**What the task asks**
All lines from the one with "return Err(classify_status(status, &body));" through the end of the records below are to be given again exactly, and nothing else.

Stored items:
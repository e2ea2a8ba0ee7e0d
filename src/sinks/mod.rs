//! Outbound delivery backends.
//!
//! Every backend implements [`SinkAdapter`]. Exactly one adapter is built at
//! startup by [`build_sink`] from the configured forwarder type, and the
//! dispatcher only ever sees the trait object.
//!
//! Three adapters are implemented:
//! - [`webhook::GroupWebhookAdapter`]: WeCom and Feishu group bot webhooks
//! - [`app::AuthenticatedAppAdapter`]: WeCom application push with an access token
//! - [`custom::CustomHttpAdapter`]: arbitrary HTTP endpoint with configured headers

use std::sync::Arc;
use std::time::Duration;

use async_trait::async_trait;
use regex::Regex;
use reqwest::StatusCode;

use crate::config::{Config, ConfigError, SinkKind};
use crate::event::NormalizedEvent;

pub mod app;
pub mod custom;
pub mod webhook;

// ---------------------------------------------------------------------------
// Errors
// ---------------------------------------------------------------------------

/// Outcome of a failed delivery attempt.
#[derive(Debug, Clone, PartialEq, Eq, thiserror::Error)]
pub enum DeliveryError {
    /// Network failure, timeout, 5xx or rate limiting. Worth retrying.
    #[error("transient delivery failure: {0}")]
    Transient(String),
    /// Bad configuration, 4xx or a backend error code. Never retried.
    #[error("permanent delivery failure: {0}")]
    Permanent(String),
    /// Backend rejected the access token. Only produced inside the app sink.
    #[error("access token rejected by backend (code {code})")]
    AuthExpired {
        /// Backend error code.
        code: i64,
    },
}

impl DeliveryError {
    /// Whether the dispatcher should schedule another attempt.
    pub fn is_retryable(&self) -> bool {
        !matches!(self, Self::Permanent(_))
    }
}

impl From<reqwest::Error> for DeliveryError {
    fn from(err: reqwest::Error) -> Self {
        // Request URLs may carry access tokens.
        let err = err.without_url();
        if err.is_builder() {
            Self::Permanent(format!("invalid request: {err}"))
        } else {
            Self::Transient(format!("request failed: {err}"))
        }
    }
}

// ---------------------------------------------------------------------------
// Trait
// ---------------------------------------------------------------------------

/// A pluggable outbound delivery backend.
///
/// Implementations must be `Send + Sync`; one instance is shared by every
/// dispatcher worker.
#[async_trait]
pub trait SinkAdapter: Send + Sync {
    /// Deliver one event.
    ///
    /// # Errors
    ///
    /// Returns [`DeliveryError::Transient`] for failures worth retrying and
    /// [`DeliveryError::Permanent`] for failures that never will succeed.
    async fn send(&self, event: &NormalizedEvent) -> Result<(), DeliveryError>;

    /// Short backend name used in logs.
    fn name(&self) -> &str;
}

/// Build the adapter selected by `config.forwarder.kind`.
///
/// # Errors
///
/// Returns [`ConfigError`] when the selected backend's section is missing or
/// invalid, or the HTTP client cannot be built.
pub fn build_sink(config: &Config) -> Result<Arc<dyn SinkAdapter>, ConfigError> {
    let client = http_client(config.pipeline.request_timeout())?;
    let sink: Arc<dyn SinkAdapter> = match config.forwarder.kind {
        SinkKind::Wecom => {
            let section = config.wecom.as_ref().ok_or(ConfigError::MissingSection("wecom"))?;
            Arc::new(webhook::GroupWebhookAdapter::wecom(
                client,
                section.webhook_url.clone(),
            ))
        }
        SinkKind::Feishu => {
            let section = config
                .feishu
                .as_ref()
                .ok_or(ConfigError::MissingSection("feishu"))?;
            Arc::new(webhook::GroupWebhookAdapter::feishu(
                client,
                section.webhook_url.clone(),
            ))
        }
        SinkKind::WecomApp => {
            let section = config
                .wecom_app
                .as_ref()
                .ok_or(ConfigError::MissingSection("wecom_app"))?;
            Arc::new(app::AuthenticatedAppAdapter::from_config(client, section))
        }
        SinkKind::Custom => {
            let section = config
                .custom
                .as_ref()
                .ok_or(ConfigError::MissingSection("custom"))?;
            Arc::new(custom::CustomHttpAdapter::from_config(client, section)?)
        }
    };
    Ok(sink)
}

/// Shared HTTP client with the configured per-request timeout.
///
/// # Errors
///
/// Returns [`ConfigError::HttpClient`] if the TLS backend cannot initialise.
pub fn http_client(timeout: Duration) -> Result<reqwest::Client, ConfigError> {
    reqwest::Client::builder()
        .timeout(timeout)
        .build()
        .map_err(|e| ConfigError::HttpClient(e.to_string()))
}

// ---------------------------------------------------------------------------
// Shared helpers
// ---------------------------------------------------------------------------

/// Text block shared by the group and app templates.
pub fn render_text(event: &NormalizedEvent, bold_title: bool) -> String {
    let title = if bold_title {
        format!("**{}**", event.origin_title)
    } else {
        event.origin_title.clone()
    };
    format!(
        "{title}\nMessage: {}\nSender: {}",
        event.body, event.sender_name
    )
}

/// Map a non-success HTTP status to a delivery error.
///
/// Server errors, 408 and 429 are transient; every other status is permanent.
pub fn classify_status(status: StatusCode, body: &str) -> DeliveryError {
    let detail = format!("status {}: {}", status.as_u16(), sanitize_body(body));
    if status.is_server_error()
        || status == StatusCode::TOO_MANY_REQUESTS
        || status == StatusCode::REQUEST_TIMEOUT
    {
        DeliveryError::Transient(detail)
    } else {
        DeliveryError::Permanent(detail)
    }
}

/// Check the response status and return the body text.
///
/// # Errors
///
/// Returns [`DeliveryError::Transient`] on transport failure while reading the
/// body, and the [`classify_status`] result on non-2xx statuses.
pub async fn read_success_body(response: reqwest::Response) -> Result<String, DeliveryError> {
    let status = response.status();
    let body = response.text().await?;
    if !status.is_success() {
        return Err(classify_status(status, &body));
    }
    Ok(body)
}

/// Collapse whitespace, redact token-like values and truncate a response body.
pub fn sanitize_body(raw: &str) -> String {
    let collapsed = raw.split_whitespace().collect::<Vec<_>>().join(" ");

    let mut sanitized = collapsed;
    for pattern in [
        r"access_token=[A-Za-z0-9_\-\.]+",
        r#""access_token"\s*:\s*"[^"]*""#,
        r"(?i)bearer\s+[A-Za-z0-9_\-\.=]{8,}",
    ] {
        if let Ok(regex) = Regex::new(pattern) {
            sanitized = regex.replace_all(&sanitized, "[REDACTED]").into_owned();
        }
    }

    const MAX_ERROR_BODY_CHARS: usize = 256;
    if sanitized.chars().count() > MAX_ERROR_BODY_CHARS {
        let shortened = sanitized
            .chars()
            .take(MAX_ERROR_BODY_CHARS)
            .collect::<String>();
        return format!("{shortened}...[truncated]");
    }

    sanitized
}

**Output of the exercise**
        return Err(classify_status(status, &body));
    }
    Ok(body)
}

/// Collapse whitespace, redact token-like values and truncate a response body.
pub fn sanitize_body(raw: &str) -> String {
    let collapsed = raw.split_whitespace().collect::<Vec<_>>().join(" ");

    let mut sanitized = collapsed;
    for pattern in [
        r"access_token=[A-Za-z0-9_\-\.]+",
        r#""access_token"\s*:\s*"[^"]*""#,
        r"(?i)bearer\s+[A-Za-z0-9_\-\.=]{8,}",
    ] {
        if let Ok(regex) = Regex::new(pattern) {
            sanitized = regex.replace_all(&sanitized, "[REDACTED]").into_owned();
        }
    }

    const MAX_ERROR_BODY_CHARS: usize = 256;
    if sanitized.chars().count() > MAX_ERROR_BODY_CHARS {
        let shortened = sanitized
            .chars()
            .take(MAX_ERROR_BODY_CHARS)
            .collect::<String>();
        return format!("{shortened}...[truncated]");
    }

    sanitized
}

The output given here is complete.